Insofern finde ich diesen völlig neuen Ansatz sehr ermutigend. Wir sollten ihn nach Kräften unterstützen.
Vielen Dank, Herr Kollege Grupe. - Für die Landesregierung hat nun Herr Landwirtschaftsminister Meyer das Wort. Bitte!
Frau Präsidentin! Meine Damen und Herren! Auch ich begrüße, dass in den Reihen der Wirtschaft und der Landwirtschaft anerkannt wird, dass Tierschutz Geld kostet, dass es eine Entlohnung für Mehrleistungen von Landwirten geben muss.
Das fordern und machen wir als Land seit Langem. Die konkreten Tierschutzprämien - aus ELER-Mitteln -, die wir erstmals zahlen wollen, basieren auf der Idee, Landwirte auf freiwilliger Basis für ein Mehr an Tierwohl zu entlohnen.
Diese Prämien sind übrigens - das haben wir überprüft - kombinierbar. Unsere niedersächsischen Landwirte können also sowohl bei der staatlichen als auch bei der privaten Förderung mitmachen.

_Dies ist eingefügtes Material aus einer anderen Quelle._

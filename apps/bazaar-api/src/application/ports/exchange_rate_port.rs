//! Exchange Rate Port (Driven Port)

use async_trait::async_trait;
use rust_decimal::Decimal;

/// ETH/USD spot rate lookup.
///
/// Infallible by contract: adapters fall back to a hardcoded rate when
/// the upstream is unreachable, so the dashboard ticker always has a
/// number to show.
#[async_trait]
pub trait ExchangeRatePort: Send + Sync {
    /// Current ETH price in USD.
    async fn eth_usd(&self) -> Decimal;
}
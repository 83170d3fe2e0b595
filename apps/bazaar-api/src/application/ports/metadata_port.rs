//! Item Metadata Port (Driven Port)
//!
//! Interface to the third-party game API that knows item names,
//! images and categories.

use async_trait::async_trait;
use thiserror::Error;

use crate::domain::market::ItemDetails;

/// Errors surfaced by the metadata adapter.
#[derive(Debug, Error)]
pub enum MetadataError {
    /// Network or HTTP failure reaching the game API.
    #[error("metadata API unreachable: {0}")]
    Upstream(String),

    /// The game API answered with a payload we could not decode.
    #[error("metadata response malformed: {0}")]
    Decode(String),
}

/// Item metadata lookup.
#[async_trait]
pub trait ItemMetadataPort: Send + Sync {
    /// Look up metadata for one item. `Ok(None)` when the game API
    /// does not know the item.
    async fn item_details(&self, item_id: &str) -> Result<Option<ItemDetails>, MetadataError>;
}
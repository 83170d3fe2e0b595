//! Recent-trades use case.

use std::sync::Arc;

use crate::application::ports::{SubgraphError, SubgraphPort, TransferQuery};
use crate::domain::market::{TRADE_OVERFETCH_FACTOR, Trade, group_trades};

/// Trades returned when the caller does not ask for a count.
pub const DEFAULT_TRADE_LIMIT: usize = 30;

/// Use case for the grouped recent-trade list of one item.
pub struct GetTradesUseCase<S>
where
    S: SubgraphPort,
{
    subgraph: Arc<S>,
}

impl<S> GetTradesUseCase<S>
where
    S: SubgraphPort,
{
    /// Create a new `GetTradesUseCase`.
    pub const fn new(subgraph: Arc<S>) -> Self {
        Self { subgraph }
    }

    /// Return up to `limit` recent trades for `item_id`.
    ///
    /// Over-fetches [`TRADE_OVERFETCH_FACTOR`]` * limit` raw transfers
    /// to compensate for grouping collapse; when collapse is heavier
    /// than that, the result holds fewer than `limit` trades even
    /// though more exist upstream.
    pub async fn execute(&self, item_id: &str, limit: usize) -> Result<Vec<Trade>, SubgraphError> {
        let raw_limit = limit.saturating_mul(TRADE_OVERFETCH_FACTOR);
        let transfers = self
            .subgraph
            .transfers(TransferQuery::most_recent(item_id, raw_limit))
            .await?;

        Ok(group_trades(&transfers, limit))
    }
}

#[cfg(test)]
mod tests {
    use async_trait::async_trait;
    use rust_decimal_macros::dec;

    use super::*;
    use crate::domain::market::{Balance, Listing, Transfer};

    struct Recorded {
        transfers: Vec<Transfer>,
        seen_limit: std::sync::Mutex<Option<usize>>,
    }

    #[async_trait]
    impl SubgraphPort for Recorded {
        async fn item_ids(&self) -> Result<Vec<String>, SubgraphError> {
            Ok(vec![])
        }

        async fn transfers(&self, query: TransferQuery) -> Result<Vec<Transfer>, SubgraphError> {
            *self.seen_limit.lock().unwrap() = query.limit;
            let mut transfers = self.transfers.clone();
            transfers.sort_by(|a, b| b.timestamp.cmp(&a.timestamp));
            if let Some(limit) = query.limit {
                transfers.truncate(limit);
            }
            Ok(transfers)
        }

        async fn listings(&self, _item_id: &str) -> Result<Vec<Listing>, SubgraphError> {
            Ok(vec![])
        }

        async fn balance(
            &self,
            _user: &str,
            _item_id: &str,
        ) -> Result<Option<Balance>, SubgraphError> {
            Ok(None)
        }
    }

    fn transfer(tx: &str, ts: i64) -> Transfer {
        Transfer {
            item_id: "axe".to_string(),
            tx_hash: tx.to_string(),
            timestamp: ts,
            unit_price_eth: dec!(0.01),
            quantity: 1,
            total_value_eth: dec!(0.01),
            recipient: "0xbuyer".to_string(),
        }
    }

    #[tokio::test]
    async fn over_fetches_three_times_the_requested_limit() {
        let subgraph = Arc::new(Recorded {
            transfers: (0..10).map(|i| transfer(&format!("0x{i}"), i)).collect(),
            seen_limit: std::sync::Mutex::new(None),
        });
        let use_case = GetTradesUseCase::new(Arc::clone(&subgraph));

        let trades = use_case.execute("axe", 4).await.unwrap();

        assert_eq!(*subgraph.seen_limit.lock().unwrap(), Some(12));
        assert_eq!(trades.len(), 4);
        // Newest first.
        assert!(trades.windows(2).all(|w| w[0].timestamp >= w[1].timestamp));
    }
}
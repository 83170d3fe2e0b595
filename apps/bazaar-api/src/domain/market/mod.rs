//! Market domain - value types and per-request aggregation.
//!
//! Everything in this module is pure: raw records in, derived
//! aggregates out. All I/O lives behind application ports.

pub mod chart;
pub mod orderbook;
pub mod stats;
pub mod trades;
mod types;

pub use chart::{ChartPoint, TimeframeBucket, chart_series, timeframe_bucket};
pub use orderbook::{MAX_ORDER_BOOK_DEPTH, OrderBookLevel, aggregate_order_book};
pub use stats::{ItemStats, compute_item_stats, percentage_change};
pub use trades::{TRADE_OVERFETCH_FACTOR, Trade, group_trades};
pub use types::{Balance, ItemDetails, Listing, Timeframe, Transfer};
//! HTTP Controller (Driver Adapter)
//!
//! Axum-based read-only API that delegates to application use cases.
//! Every handler converts failures into a generic `500 {"error": ...}`
//! via [`ApiError`]; missing entities come back as JSON `null`.

use std::sync::Arc;
use std::time::Instant;

use axum::extract::{MatchedPath, Path, Query, Request, State};
use axum::middleware::Next;
use axum::response::Response;
use axum::routing::get;
use axum::{Json, Router, middleware};
use serde::Deserialize;

use crate::application::ports::{ExchangeRatePort, ItemMetadataPort, SubgraphPort};
use crate::application::use_cases::{
    DEFAULT_TRADE_LIMIT, GetBalanceUseCase, GetChartDataUseCase, GetItemDetailsUseCase,
    GetItemStatsUseCase, GetMarketStatsUseCase, GetOrderBookUseCase, GetTimeframeDataUseCase,
    GetTradesUseCase, ListItemsUseCase,
};
use crate::domain::market::{ItemDetails, Timeframe};
use crate::observability;

use super::error::ApiError;
use super::response::{
    BalanceResponse, ChartPointResponse, EthPriceResponse, HealthResponse, ItemStatsResponse,
    OrderBookLevelResponse, TimeframeDataResponse, TradeResponse,
};

/// Application state shared across handlers.
pub struct AppState<S, M, X>
where
    S: SubgraphPort,
    M: ItemMetadataPort,
    X: ExchangeRatePort,
{
    /// Item index use case.
    pub items: Arc<ListItemsUseCase<S>>,
    /// Metadata proxy use case.
    pub item_details: Arc<GetItemDetailsUseCase<M>>,
    /// Per-item stats use case.
    pub item_stats: Arc<GetItemStatsUseCase<S>>,
    /// Market-wide stats use case.
    pub market_stats: Arc<GetMarketStatsUseCase<S>>,
    /// Chart series use case.
    pub chart_data: Arc<GetChartDataUseCase<S>>,
    /// Timeframe bucket use case.
    pub timeframe_data: Arc<GetTimeframeDataUseCase<S>>,
    /// Order-book use case.
    pub order_book: Arc<GetOrderBookUseCase<S>>,
    /// Recent-trades use case.
    pub trades: Arc<GetTradesUseCase<S>>,
    /// Balance lookup use case.
    pub balance: Arc<GetBalanceUseCase<S>>,
    /// ETH/USD rate adapter.
    pub exchange_rate: Arc<X>,
    /// Application version.
    pub version: String,
}

impl<S, M, X> Clone for AppState<S, M, X>
where
    S: SubgraphPort,
    M: ItemMetadataPort,
    X: ExchangeRatePort,
{
    fn clone(&self) -> Self {
        Self {
            items: Arc::clone(&self.items),
            item_details: Arc::clone(&self.item_details),
            item_stats: Arc::clone(&self.item_stats),
            market_stats: Arc::clone(&self.market_stats),
            chart_data: Arc::clone(&self.chart_data),
            timeframe_data: Arc::clone(&self.timeframe_data),
            order_book: Arc::clone(&self.order_book),
            trades: Arc::clone(&self.trades),
            balance: Arc::clone(&self.balance),
            exchange_rate: Arc::clone(&self.exchange_rate),
            version: self.version.clone(),
        }
    }
}

/// Create the HTTP router with all endpoints.
pub fn create_router<S, M, X>(state: AppState<S, M, X>) -> Router
where
    S: SubgraphPort + 'static,
    M: ItemMetadataPort + 'static,
    X: ExchangeRatePort + 'static,
{
    Router::new()
        .route("/health", get(health_check))
        .route("/api/items", get(list_items))
        .route("/api/item-details", get(item_details))
        .route("/api/stats", get(market_stats))
        .route("/api/stats/{item_id}", get(item_stats))
        .route("/api/chart-data/{item_id}", get(chart_data))
        .route("/api/orderbook/{item_id}", get(order_book))
        .route("/api/trades/{item_id}", get(trades))
        .route("/api/timeframe-data/{item_id}", get(timeframe_data))
        .route("/api/balance/{user_address}/{item_id}", get(balance))
        .route("/api/eth-price", get(eth_price))
        .layer(middleware::from_fn(track_metrics))
        .with_state(state)
}

/// Record request count and latency per matched route.
async fn track_metrics(request: Request, next: Next) -> Response {
    let route = request.extensions().get::<MatchedPath>().map_or_else(
        || request.uri().path().to_string(),
        |path| path.as_str().to_string(),
    );

    let start = Instant::now();
    let response = next.run(request).await;

    observability::record_api_request(
        &route,
        response.status().as_u16(),
        start.elapsed().as_secs_f64(),
    );

    response
}

/// Health check endpoint.
async fn health_check<S, M, X>(State(state): State<AppState<S, M, X>>) -> Json<HealthResponse>
where
    S: SubgraphPort,
    M: ItemMetadataPort,
    X: ExchangeRatePort,
{
    Json(HealthResponse {
        status: "healthy".to_string(),
        version: state.version.clone(),
    })
}

/// List every tradeable item identifier.
async fn list_items<S, M, X>(
    State(state): State<AppState<S, M, X>>,
) -> Result<Json<Vec<String>>, ApiError>
where
    S: SubgraphPort,
    M: ItemMetadataPort,
    X: ExchangeRatePort,
{
    Ok(Json(state.items.execute().await?))
}

/// Query parameters for the metadata proxy.
#[derive(Debug, Deserialize)]
struct ItemDetailsParams {
    #[serde(rename = "itemId")]
    item_id: Option<String>,
}

/// Proxy one item's metadata from the game API.
async fn item_details<S, M, X>(
    State(state): State<AppState<S, M, X>>,
    Query(params): Query<ItemDetailsParams>,
) -> Result<Json<Option<ItemDetails>>, ApiError>
where
    S: SubgraphPort,
    M: ItemMetadataPort,
    X: ExchangeRatePort,
{
    let item_id = params
        .item_id
        .ok_or_else(|| ApiError::missing_param("itemId"))?;

    Ok(Json(state.item_details.execute(&item_id).await?))
}

/// 24h stats for every item.
async fn market_stats<S, M, X>(
    State(state): State<AppState<S, M, X>>,
) -> Result<Json<Vec<ItemStatsResponse>>, ApiError>
where
    S: SubgraphPort,
    M: ItemMetadataPort,
    X: ExchangeRatePort,
{
    let stats = state.market_stats.execute().await?;
    Ok(Json(stats.into_iter().map(Into::into).collect()))
}

/// 24h stats for one item.
async fn item_stats<S, M, X>(
    State(state): State<AppState<S, M, X>>,
    Path(item_id): Path<String>,
) -> Result<Json<ItemStatsResponse>, ApiError>
where
    S: SubgraphPort,
    M: ItemMetadataPort,
    X: ExchangeRatePort,
{
    let stats = state.item_stats.execute(&item_id).await?;
    Ok(Json(stats.into()))
}

/// Query parameters for the chart series.
#[derive(Debug, Deserialize)]
struct ChartParams {
    /// Accepted for API compatibility; the series is not filtered by
    /// it, the charting library windows client-side.
    #[serde(rename = "timeframe")]
    _timeframe: Option<String>,
}

/// Full price/volume series for one item.
async fn chart_data<S, M, X>(
    State(state): State<AppState<S, M, X>>,
    Path(item_id): Path<String>,
    Query(_params): Query<ChartParams>,
) -> Result<Json<Vec<ChartPointResponse>>, ApiError>
where
    S: SubgraphPort,
    M: ItemMetadataPort,
    X: ExchangeRatePort,
{
    let series = state.chart_data.execute(&item_id).await?;
    Ok(Json(series.into_iter().map(Into::into).collect()))
}

/// Aggregated order book for one item.
async fn order_book<S, M, X>(
    State(state): State<AppState<S, M, X>>,
    Path(item_id): Path<String>,
) -> Result<Json<Vec<OrderBookLevelResponse>>, ApiError>
where
    S: SubgraphPort,
    M: ItemMetadataPort,
    X: ExchangeRatePort,
{
    let book = state.order_book.execute(&item_id).await?;
    Ok(Json(book.into_iter().map(Into::into).collect()))
}

/// Query parameters for the trade list.
///
/// Values deserialize as strings and are parsed in the handler so a
/// malformed value surfaces as the JSON error body rather than a
/// plain-text extractor rejection.
#[derive(Debug, Deserialize)]
struct TradesParams {
    limit: Option<String>,
}

/// Grouped recent trades for one item.
async fn trades<S, M, X>(
    State(state): State<AppState<S, M, X>>,
    Path(item_id): Path<String>,
    Query(params): Query<TradesParams>,
) -> Result<Json<Vec<TradeResponse>>, ApiError>
where
    S: SubgraphPort,
    M: ItemMetadataPort,
    X: ExchangeRatePort,
{
    let limit = match params.limit {
        Some(raw) => raw
            .parse()
            .map_err(|_| ApiError::invalid_param("limit", &raw))?,
        None => DEFAULT_TRADE_LIMIT,
    };
    let trades = state.trades.execute(&item_id, limit).await?;
    Ok(Json(trades.into_iter().map(Into::into).collect()))
}

/// Query parameters for the timeframe bucket.
///
/// `timestamp` deserializes as a string and is parsed in the handler
/// so a malformed value surfaces as the JSON error body rather than a
/// plain-text extractor rejection.
#[derive(Debug, Deserialize)]
struct TimeframeParams {
    timeframe: Option<String>,
    timestamp: Option<String>,
}

/// Bucketed activity for one item over one interval.
async fn timeframe_data<S, M, X>(
    State(state): State<AppState<S, M, X>>,
    Path(item_id): Path<String>,
    Query(params): Query<TimeframeParams>,
) -> Result<Json<TimeframeDataResponse>, ApiError>
where
    S: SubgraphPort,
    M: ItemMetadataPort,
    X: ExchangeRatePort,
{
    let raw_start = params
        .timestamp
        .ok_or_else(|| ApiError::missing_param("timestamp"))?;
    let start: i64 = raw_start
        .parse()
        .map_err(|_| ApiError::invalid_param("timestamp", &raw_start))?;
    let timeframe = Timeframe::parse(params.timeframe.as_deref().unwrap_or("1d"));

    let bucket = state
        .timeframe_data
        .execute(&item_id, timeframe, start)
        .await?;
    Ok(Json(bucket.into()))
}

/// One user's position in one item.
async fn balance<S, M, X>(
    State(state): State<AppState<S, M, X>>,
    Path((user_address, item_id)): Path<(String, String)>,
) -> Result<Json<Option<BalanceResponse>>, ApiError>
where
    S: SubgraphPort,
    M: ItemMetadataPort,
    X: ExchangeRatePort,
{
    let balance = state.balance.execute(&user_address, &item_id).await?;
    Ok(Json(balance.map(Into::into)))
}

/// ETH/USD spot rate (falls back to a hardcoded rate upstream).
async fn eth_price<S, M, X>(State(state): State<AppState<S, M, X>>) -> Json<EthPriceResponse>
where
    S: SubgraphPort,
    M: ItemMetadataPort,
    X: ExchangeRatePort,
{
    Json(EthPriceResponse {
        usd: state.exchange_rate.eth_usd().await,
    })
}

Wir sind auch schon viel weiter, wenn es darum geht, Aktivitäten zu bündeln. Der Tierschutzplan in Niedersachsen ist wirklich einmalig. Er ist gut. Wir sind da in vielen Bereichen Vorreiter, gerade auch in Kooperation mit der Wirtschaft, mit der Branche, mit dem Handel.
Zu Ihrer Forderung nach einer Bündelung auf Bundesebene: Wir haben einen einstimmigen AMK-Beschluss zur Bündelung der Länder mit den verschiedenen Tierschutzinitiativen. Vor allem in Richtung der CDU möchte ich sagen: Wenn Sie da noch Einfluss nutzen können, dann würde ich mich freuen.
Das Agrar- und Ernährungsforum Oldenburger Münsterland hat zusammen mit dem Präsidenten des Deutschen Tierschutzbundes und mit mir ihr Papier vorgestellt und gesagt: Lieber Bund, fang‘ nicht etwas Neues an! Mach‘ nicht schon wieder eine neue Initiative, sondern übernimm den Tierschutzplan Niedersachsen als Roadmap für dich! - Wir sind gerne bereit, unser Copyright abzugeben.
Der Urheber, Herr Lindemann, gehört ja schon der Kommission an. Wir sind da in sehr guten Gesprächen und hoffen, dass die Ziele, Maßnahmen und Projekte des Tierschutzplans Niedersachsen vom Bund übernommen werden. Momentan sind wir da leider noch nicht ganz so weit.
Wir sind auch deutlich weiter, was die wissenschaftliche Begleitung angeht. Es ist sicher ein Manko bei dieser privaten Tierwohlinitiative, dass
man sich die Maßnahmen relativ beliebig zusammensetzen kann, dass eine wissenschaftliche Begleitung fehlt und dass man nicht auf die Resultate für den Tierschutz guckt. Man schaut also z. B. leider nicht: Wie steht es eigentlich mit dem Schwanzbeißen bei diesen Projekten?
Mit der Initiative ist der Wunsch verbunden, dass der Verbraucher das Mehr an Tierwohl honoriert. Es fehlt aber eine Kennzeichnung. Es wäre schön, wenn die Forderung der Agrarminister aufgegriffen würde und der Kunde erkennen könnte, ob das angebotene Schnitzel von einem Schwein stammt, das bessere Haltungsbedingungen genossen hat. Wenn dieses Wissen bei der Tierwohlinitiative versteckt ist, kann der Verbraucher das Mehr an Tierwohl leider nicht honorieren. Denn er kauft genauso Fleisch wie vorher auch und kann nicht erkennen, ob es von einem Tier kommt, das besondere Haltungsbedingungen genossen hat. Deshalb sagen wir als Land: Es wäre gut, wenn man auf den Produkten erkennen könnte, wie die Tiere gehalten wurden.
Das Europaparlament hat gerade letzte Woche dafür gestimmt, dass auch bei verarbeiteten Produkten die Herkunft des Fleisches gekennzeichnet werden muss. Ich finde, es wäre gut, nicht nur einen Rechtsanspruch darauf zu haben, ob das Schwein, das ich esse, aus Deutschland kommt, sondern auch zu wissen, aus welcher Haltungsform es kommt.